Nicht nur in Vertriebenenkreisen wird bis heute in Deutschland nicht nach Ursachen gefragt, warum am Ende des Zweiten Weltkrieges mehr als zwölf Millionen Deutsche ihre Heimat verloren haben. Dass die Ursache in der Entfesselung des Krieges durch Hitler liegt, wird verdrängt. Erst ganz allmählich beginnt sich das zu ändern, auch ein Ergebnis der kontroversen Diskussionen um das Zentrum gegen Vertreibungen.
Das Buch hat insgesamt elf Kapitel; es beginnt mit der Bismarckschen Polenpolitik, dann folgen Versailles und die Zeit zwischen den Weltkriegen. Für die Jahre 1939 listet Urban über 20 größere Bevölkerungsverschiebungen innerhalb Polens in den Vor- und Nachkriegsgrenzen auf - eine unglaubliche Bilanz.
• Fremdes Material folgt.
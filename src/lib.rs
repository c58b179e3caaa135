//! # persistent-bst
//!
//! A persistent (immutable) binary search tree for Rust.
//!
//! ## Overview
//!
//! [`PersistentBst`](persistent::PersistentBst) is an unbalanced binary search
//! tree over any totally ordered key type. Every operation that looks like an
//! update (`insert`, `add_to_all`) returns a new tree and leaves the original
//! untouched; unchanged subtrees are shared between the two versions.
//!
//! Besides the usual queries (size, height, membership, min/max) the tree
//! reports shape diagnostics: balance factors and whether the tree is
//! AVL-balanced at every node. It never rebalances itself.
//!
//! ## Feature Flags
//!
//! - `persistent`: The persistent tree (enabled by default)
//! - `arc`: Use `Arc` instead of `Rc` so trees are `Send + Sync`
//! - `serde`: `Serialize`/`Deserialize` implementations
//! - `full`: Enable `persistent` and `serde`
//!
//! ## Example
//!
//! ```rust
//! use persistent_bst::prelude::*;
//!
//! let tree: PersistentBst<i32> = [3, 2, 1, 0, 4, 5].into_iter().collect();
//!
//! assert_eq!(tree.num_nodes(), 6);
//! assert_eq!(tree.height(), 4);
//! assert_eq!(tree.path_to(&0), Some(vec![&3, &2, &1, &0]));
//! assert_eq!(tree.path_to(&8), None);
//! assert!(!tree.balanced_everywhere());
//! ```

#![forbid(unsafe_code)]
#![warn(missing_docs)]
#![warn(clippy::all)]
#![warn(clippy::pedantic)]
#![warn(clippy::nursery)]

/// Prelude module for convenient imports.
///
/// Re-exports commonly used types.
///
/// # Usage
///
/// ```rust
/// use persistent_bst::prelude::*;
/// ```
pub mod prelude {
    #[cfg(feature = "persistent")]
    pub use crate::persistent::*;
}

#[cfg(feature = "persistent")]
pub mod persistent;
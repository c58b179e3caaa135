//! Persistent (immutable) search tree.
//!
//! This module provides [`PersistentBst`], an unbalanced binary search tree
//! that uses structural sharing to avoid copying:
//!
//! - `insert` rebuilds only the nodes on the search path; every other
//!   subtree is shared with the previous version.
//! - `add_to_all` rebuilds the whole tree with the same shape.
//!
//! # Examples
//!
//! ```rust
//! use persistent_bst::persistent::PersistentBst;
//!
//! let tree = PersistentBst::new().insert(4).insert(2).insert(6);
//! assert!(tree.contains(&2));
//! assert_eq!(tree.inorder(), vec![&2, &4, &6]);
//!
//! // Structural sharing: the original tree is preserved
//! let extended = tree.insert(5);
//! assert_eq!(tree.num_nodes(), 3);     // Original unchanged
//! assert_eq!(extended.num_nodes(), 4); // New tree
//!
//! // The left subtree was not on the search path for 5, so it is shared
//! let (Some(old_left), Some(new_left)) = (tree.left(), extended.left()) else {
//!     panic!("both trees have a root");
//! };
//! assert!(new_left.ptr_eq(old_left));
//! ```
//!
//! ## Shape Diagnostics
//!
//! ```rust
//! use persistent_bst::persistent::PersistentBst;
//!
//! let balanced: PersistentBst<i32> = [4, 2, 6, 1, 3, 5, 7].into_iter().collect();
//! assert!(balanced.balanced_everywhere());
//! assert_eq!(balanced.balance_factor(), Some(0));
//!
//! let chain: PersistentBst<i32> = (0..4).collect();
//! assert!(!chain.balanced_everywhere());
//! assert_eq!(chain.balance_factor(), Some(3));
//! ```

// =============================================================================
// Reference Counter Type Alias
// =============================================================================

/// Reference-counted smart pointer type.
///
/// When the `arc` feature is enabled, this is `std::sync::Arc`,
/// which is thread-safe but has slightly higher overhead.
///
/// When the `arc` feature is disabled (default), this is `std::rc::Rc`,
/// which is faster but not thread-safe.
#[cfg(feature = "arc")]
pub(crate) type ReferenceCounter<T> = std::sync::Arc<T>;

#[cfg(not(feature = "arc"))]
pub(crate) type ReferenceCounter<T> = std::rc::Rc<T>;

mod search_tree;

pub use search_tree::PersistentBst;
pub use search_tree::PersistentBstIntoIterator;
pub use search_tree::PersistentBstIterator;
pub use search_tree::PersistentBstPreorderIterator;
pub use search_tree::TreeView;

// =============================================================================
// Tests
// =============================================================================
Zentralen Raum nimmt die NS-Besatzung ein mit unvorstellbaren Grausamkeiten an der polnischen Bevölkerung. Hier werden der ganze Hass und eine gewaltige Wut auf jeden Deutschen nachvollziehbar und verständlich, die sich dann bei den Vertreibungen gegen die Deutschen richteten. Der Leser muss sich der Tatsache stellen, dass unzählige deutsche Soldaten und Polizisten an diesen Verbrechen mitgewirkt haben.
Die weiteren Kapitel behandeln die Kriegskonferenzen der Großen Drei sowie die Übernahme der deutschen Ostprovinzen durch Polen. Von besonderer Aktualität sind dann die Schlusskapitel "Deutschland und die Vertriebenen" sowie "Polen und die Vertreibung". Hier wird noch einmal der gesamte Spannungsbogen zur Gegenwart deutlich, von den auf beiden Seiten antagonistischen Positionen bis zur heutigen Entkrampfung, die durch die Auseinandersetzungen um das Zentrum und die Treuhand gefährdet scheint.
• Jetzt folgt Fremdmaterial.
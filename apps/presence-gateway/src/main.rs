//! Presence scan gateway
//!
//! Sits between the kiosk front-end and the attendance backend. A scan is
//! only forwarded once the device position is inside the site perimeter and
//! the QR code decodes to a known badge format.
//!
//! Provides REST API endpoints for:
//!
//! - Presence scans (arrival, pause, departure)
//! - Perimeter inspection and live reconfiguration
//! - QR decoding and badge issuance
//!
//! ## Architecture
//!
//! Geofence and codec rules live in `presence-core`; this binary owns the
//! live perimeter, the backend client and the HTTP surface.

use std::net::SocketAddr;
use std::sync::Arc;

use axum::{
    routing::{get, post},
    Router,
};
use clap::Parser;
use tower_http::cors::{Any, CorsLayer};
use tower_http::trace::TraceLayer;
use tracing::{info, warn, Level};
use tracing_subscriber::{layer::SubscriberExt, util::SubscriberInitExt, EnvFilter};

mod api;
mod backend;
mod config;
mod error;
mod state;

use api::{
    handle_check_perimeter, handle_decode_qr, handle_employee_qr, handle_get_perimeter,
    handle_health, handle_issue_rich_qr, handle_location_options, handle_scan,
    handle_update_perimeter,
};
use backend::HttpBackend;
use config::{initial_perimeter, Args};
use state::AppState;

/// Build the application router
pub fn build_router(state: Arc<AppState>) -> Router {
    // Kiosk front-ends are served from other origins
    let cors = CorsLayer::new()
        .allow_origin(Any)
        .allow_methods(Any)
        .allow_headers(Any);

    Router::new()
        // Health check
        .route("/health", get(handle_health))
        // Location
        .route("/api/location/options", get(handle_location_options))
        .route(
            "/api/perimeter",
            get(handle_get_perimeter).put(handle_update_perimeter),
        )
        .route("/api/perimeter/check", post(handle_check_perimeter))
        // QR codes
        .route("/api/qr/decode", post(handle_decode_qr))
        .route("/api/qr/rich", post(handle_issue_rich_qr))
        .route("/api/employees/:id/qr", get(handle_employee_qr))
        // Scans
        .route("/api/scan", post(handle_scan))
        // Apply middleware
        .layer(TraceLayer::new_for_http())
        .layer(cors)
        .with_state(state)
}

#[tokio::main]
async fn main() -> anyhow::Result<()> {
    // Load .env if present
    dotenvy::dotenv().ok();

    let args = Args::parse();

    // Initialize logging
    let log_level = if args.verbose {
        Level::DEBUG
    } else {
        Level::INFO
    };

    tracing_subscriber::registry()
        .with(EnvFilter::from_default_env().add_directive(log_level.into()))
        .with(tracing_subscriber::fmt::layer())
        .init();

    info!("Starting presence gateway on {}:{}", args.host, args.port);

    let perimeter = initial_perimeter(args.perimeter_file.as_deref())?;
    let backend = HttpBackend::new(&args.backend_url, args.backend_timeout_ms)?;

    info!("Backend: {}", backend.base_url());
    info!(
        "Perimeter: center ({}, {}), side {} m, radius {:.2} m",
        perimeter.center.latitude,
        perimeter.center.longitude,
        perimeter.side_length,
        perimeter.max_radius()
    );
    if !perimeter.enabled {
        warn!("Perimeter check is disabled at startup");
    }

    let state = Arc::new(AppState::new(perimeter, Arc::new(backend)));
    let app = build_router(state);

    // Start server
    let addr: SocketAddr = format!("{}:{}", args.host, args.port).parse()?;
    let listener = tokio::net::TcpListener::bind(addr).await?;

    info!("Server listening on http://{}", addr);

    axum::serve(listener, app).await?;

    Ok(())
}
//! Presence scan core
//!
//! Pure domain logic shared by the scan gateway and any other front-end:
//! - `geo` / `perimeter`: haversine distance and the square catchment check
//! - `qr`: simple (`EMP:...`) and rich (JSON) QR payload codec
//! - `location`: classification of device geolocation outcomes
//! - `presence`: scan actions and the scan-ingestion request model
//!
//! Nothing in this crate performs I/O.

pub mod error;
pub mod geo;
pub mod location;
pub mod perimeter;
pub mod presence;
pub mod qr;

pub use error::{
    DecodeError, GeoError, PerimeterError, PositionError, ScanCodeError, ScanRequestError,
    ValidationError,
};
pub use geo::{distance, GeoPoint, EARTH_RADIUS_METERS};
pub use location::{LocationFailure, LocationRequestOptions, PositionReport};
pub use perimeter::{is_within_perimeter, PerimeterCheck, PerimeterConfig, PerimeterUpdate};
pub use presence::{PresenceRecord, ScanAction, ScanSubmission};
pub use qr::{
    decode_scan, decode_scan_at, decode_simple, encode_rich, encode_rich_at, encode_simple,
    validate_rich, validate_rich_at, EmployeeId, EmployeeQrPayload, ScannedCode, SimpleIdentity,
};
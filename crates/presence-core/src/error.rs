use thiserror::Error;

use crate::location::LocationFailure;

/// Coordinates rejected at construction time
#[derive(Error, Debug, Clone, PartialEq)]
pub enum GeoError {
    #[error("Latitude must be a finite value between -90 and 90, got {0}")]
    InvalidLatitude(f64),

    #[error("Longitude must be a finite value between -180 and 180, got {0}")]
    InvalidLongitude(f64),
}

/// A perimeter configuration that cannot be enforced
#[derive(Error, Debug, Clone, PartialEq)]
pub enum PerimeterError {
    #[error("Side length must be a positive number of meters, got {0}")]
    InvalidSideLength(f64),

    #[error("Invalid perimeter center: {0}")]
    InvalidCenter(#[from] GeoError),
}

/// Failure to decode a simple `EMP:...` token
#[derive(Error, Debug, Clone, PartialEq, Eq)]
pub enum DecodeError {
    #[error("Invalid QR code format")]
    BadTag,

    #[error("QR code does not carry a registration number")]
    EmptyRegistrationNumber,
}

impl DecodeError {
    pub fn code(&self) -> &'static str {
        match self {
            DecodeError::BadTag => "QR_BAD_TAG",
            DecodeError::EmptyRegistrationNumber => "QR_EMPTY_REGISTRATION",
        }
    }
}

/// Failure to validate a rich JSON payload
#[derive(Error, Debug, Clone, PartialEq, Eq)]
pub enum ValidationError {
    #[error("Could not read QR code data")]
    Parse,

    #[error("Invalid QR data: missing field `{0}`")]
    MissingField(&'static str),

    #[error("Invalid QR code type: {0}")]
    WrongType(String),

    #[error("Invalid date in QR data: {0}")]
    BadTimestamp(String),

    #[error("QR code expired {age_minutes} minutes ago, ask for a fresh code")]
    Expired { age_minutes: i64 },
}

impl ValidationError {
    pub fn code(&self) -> &'static str {
        match self {
            ValidationError::Parse => "QR_PARSE_ERROR",
            ValidationError::MissingField(_) => "QR_MISSING_FIELD",
            ValidationError::WrongType(_) => "QR_WRONG_TYPE",
            ValidationError::BadTimestamp(_) => "QR_BAD_TIMESTAMP",
            ValidationError::Expired { .. } => "QR_EXPIRED",
        }
    }
}

/// Error from the unified decode entry point
#[derive(Error, Debug, Clone, PartialEq, Eq)]
pub enum ScanCodeError {
    #[error(transparent)]
    Simple(#[from] DecodeError),

    #[error(transparent)]
    Rich(#[from] ValidationError),
}

impl ScanCodeError {
    pub fn code(&self) -> &'static str {
        match self {
            ScanCodeError::Simple(e) => e.code(),
            ScanCodeError::Rich(e) => e.code(),
        }
    }
}

/// A client position report that cannot be turned into a point
#[derive(Error, Debug, Clone, PartialEq)]
pub enum PositionError {
    #[error(transparent)]
    Location(#[from] LocationFailure),

    #[error(transparent)]
    Coordinates(#[from] GeoError),
}

/// A scan submission rejected before reaching the backend
#[derive(Error, Debug, Clone, PartialEq, Eq)]
pub enum ScanRequestError {
    #[error("A reason is required for the {0} action")]
    ReasonRequired(&'static str),

    #[error("Scanned QR data is empty")]
    EmptyQrData,
}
Bevölkerungsverschiebungen
Es ist erstaunlich, wie sich seit 1945 das deutsch-polnische Verhältnis gestaltet hat. Die Textdarstellung wird aufgelockert durch Fotos mit Lebensläufen bekannter und für die Thematik wichtiger Persönlichkeiten; etwa Bismarck, Pilsudski, Kardinal Hondt oder die Vertriebenensprecher Czaja und Hupka. Gerade auch für deutsche Leser ist es wichtig zu erfahren, wie wenig das Bild vermeintlich entspannungsfeindlicher Symbolfiguren immer stimmt. Hupka ist aufgrund seines jüdischen Hintergrundes Opfer des Nationalsozialismus, was in Deutschland kaum bekannt ist.
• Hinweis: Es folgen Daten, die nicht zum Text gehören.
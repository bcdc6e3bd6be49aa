//! Gateway configuration
//!
//! Command-line flags (with environment fallbacks, `.env` honoured) and an
//! optional TOML file holding the initial perimeter.

use std::fs;
use std::path::{Path, PathBuf};

use anyhow::Context;
use clap::Parser;
use presence_core::PerimeterConfig;
use serde::Deserialize;

/// Command-line arguments for the scan gateway
#[derive(Parser, Debug)]
#[command(name = "presence-gateway")]
#[command(about = "Geofence and QR checks in front of the attendance backend")]
pub struct Args {
    /// Port to listen on
    #[arg(short, long, env = "PORT", default_value = "3002")]
    pub port: u16,

    /// Host address to bind to
    #[arg(long, env = "HOST", default_value = "0.0.0.0")]
    pub host: String,

    /// Base URL of the attendance backend REST API
    #[arg(
        long,
        env = "PRESENCE_BACKEND_URL",
        default_value = "http://localhost:8080/api"
    )]
    pub backend_url: String,

    /// Backend request timeout in milliseconds
    #[arg(long, env = "PRESENCE_BACKEND_TIMEOUT_MS", default_value = "10000")]
    pub backend_timeout_ms: u64,

    /// TOML file with the initial perimeter (defaults apply when absent)
    #[arg(long, env = "PRESENCE_PERIMETER_FILE")]
    pub perimeter_file: Option<PathBuf>,

    /// Enable verbose logging
    #[arg(short, long)]
    pub verbose: bool,
}

/// Layout of the perimeter file
///
/// ```toml
/// [perimeter]
/// enabled = true
/// side_length = 100.0
///
/// [perimeter.center]
/// latitude = 6.1833023
/// longitude = 1.1467070
/// ```
#[derive(Debug, Deserialize)]
struct PerimeterFile {
    perimeter: PerimeterConfig,
}

/// Parse and validate a perimeter TOML document
pub fn perimeter_from_str(s: &str) -> anyhow::Result<PerimeterConfig> {
    let file: PerimeterFile = toml::from_str(s).context("Failed to parse perimeter TOML")?;
    file.perimeter
        .validate()
        .context("Perimeter file describes an unusable perimeter")?;
    Ok(file.perimeter)
}

pub fn perimeter_from_file(path: &Path) -> anyhow::Result<PerimeterConfig> {
    let content = fs::read_to_string(path)
        .with_context(|| format!("Failed to read perimeter file: {}", path.display()))?;
    perimeter_from_str(&content)
}

/// Initial perimeter: the file when given, the built-in default otherwise
pub fn initial_perimeter(path: Option<&Path>) -> anyhow::Result<PerimeterConfig> {
    match path {
        Some(path) => perimeter_from_file(path),
        None => Ok(PerimeterConfig::default()),
    }
}
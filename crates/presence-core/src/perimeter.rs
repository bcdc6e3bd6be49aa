//! Square catchment area around a configured center
//!
//! The square is approximated by its circumscribed circle: a point is inside
//! when its distance to the center is at most `(side / 2) * sqrt(2)`. The
//! accepted region is therefore larger than the nominal square near the
//! corners.

use serde::{Deserialize, Serialize};

use crate::error::PerimeterError;
use crate::geo::{distance, GeoPoint};

/// Default catchment center
pub const DEFAULT_CENTER: GeoPoint = GeoPoint {
    latitude: 6.1833023,
    longitude: 1.1467070,
};

/// Default side length of the square, in meters
pub const DEFAULT_SIDE_LENGTH_METERS: f64 = 100.0;

/// Live geofence settings
#[derive(Debug, Clone, Copy, PartialEq, Serialize, Deserialize)]
#[serde(rename_all = "camelCase")]
pub struct PerimeterConfig {
    pub center: GeoPoint,
    /// Side of the square, in meters
    #[serde(alias = "side_length")]
    pub side_length: f64,
    /// When false every point is accepted
    pub enabled: bool,
}

impl Default for PerimeterConfig {
    fn default() -> Self {
        Self {
            center: DEFAULT_CENTER,
            side_length: DEFAULT_SIDE_LENGTH_METERS,
            enabled: true,
        }
    }
}

/// Partial configuration; omitted fields keep their current value
#[derive(Debug, Clone, Copy, Default, PartialEq, Serialize, Deserialize)]
#[serde(rename_all = "camelCase")]
pub struct PerimeterUpdate {
    #[serde(default)]
    pub center: Option<GeoPoint>,
    #[serde(default, alias = "side_length")]
    pub side_length: Option<f64>,
    #[serde(default)]
    pub enabled: Option<bool>,
}

impl PerimeterUpdate {
    pub fn is_empty(&self) -> bool {
        self.center.is_none() && self.side_length.is_none() && self.enabled.is_none()
    }
}

/// Outcome of a containment check, with the numbers behind it
#[derive(Debug, Clone, Copy, PartialEq, Serialize, Deserialize)]
#[serde(rename_all = "camelCase")]
pub struct PerimeterCheck {
    pub inside: bool,
    pub distance_meters: f64,
    pub max_radius_meters: f64,
    /// False when the perimeter is disabled and the point was accepted unconditionally
    pub enforced: bool,
}

impl PerimeterConfig {
    /// Radius of the circle circumscribing the square
    pub fn max_radius(&self) -> f64 {
        (self.side_length / 2.0) * std::f64::consts::SQRT_2
    }

    /// Check that the configuration can be enforced
    pub fn validate(&self) -> Result<(), PerimeterError> {
        self.center.validated()?;
        if !self.side_length.is_finite() || self.side_length <= 0.0 {
            return Err(PerimeterError::InvalidSideLength(self.side_length));
        }
        Ok(())
    }

    /// Merge a partial update into a new configuration.
    ///
    /// The current value is left untouched; the caller swaps in the returned
    /// value. A merged configuration that fails `validate` is rejected.
    pub fn apply(&self, update: &PerimeterUpdate) -> Result<PerimeterConfig, PerimeterError> {
        let merged = PerimeterConfig {
            center: update.center.unwrap_or(self.center),
            side_length: update.side_length.unwrap_or(self.side_length),
            enabled: update.enabled.unwrap_or(self.enabled),
        };
        merged.validate()?;
        Ok(merged)
    }

    /// Run the containment check and report the distances involved
    pub fn check(&self, point: &GeoPoint) -> PerimeterCheck {
        let distance_meters = distance(point, &self.center);
        let max_radius_meters = self.max_radius();
        PerimeterCheck {
            inside: is_within_perimeter(point, self),
            distance_meters,
            max_radius_meters,
            enforced: self.enabled,
        }
    }
}

/// True when `point` lies inside the configured perimeter, or the perimeter is disabled
pub fn is_within_perimeter(point: &GeoPoint, config: &PerimeterConfig) -> bool {
    if !config.enabled {
        tracing::warn!("perimeter check disabled, accepting position");
        return true;
    }
    distance(point, &config.center) <= config.max_radius()
}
Die gesamte Darstellung ist ebenso konzentriert wie verständlich. Dass dabei Differenzierungen manchmal fehlen, ist zu verschmerzen. So gab es durchaus massive Widerstände gegen die Oder-Neiße-Grenze in der Spitze der SED; hier siegte der Druck aus Moskau. Auch verschwanden nicht alle historisch ostdeutschen Namen in der DDR, eine Küstriner Straße in Berlin etwa überdauerte die Teilung.
Hilfreich zum Verständnis der räumlichen Entwicklung des polnischen Staatsgebietes sind die beigefügten Karten; hier ist eine stärkere Differenzierung dringend anzuraten: Polen in der Teilungszeit, nach dem ersten Weltkrieg, der Hitler-Stalin-Pakt, Polen unter der NS-Herrschaft und Polen seit 1945. Bei der verbreiteten Unkenntnis ist dies außerordentlich wichtig. Der umfangreiche Anmerkungsapparat sowie das Literaturverzeichnis bieten wertvolle Informationen zur Vertiefung. Das Buch sollte ab sofort einen festen Platz in der politischen Bildungsarbeit zum Thema Deutschland-Polen erhalten.
Thomas Urban
Der Verlust. Die Vertreibung der Deutschen und Polen im 20. Jahrhundert.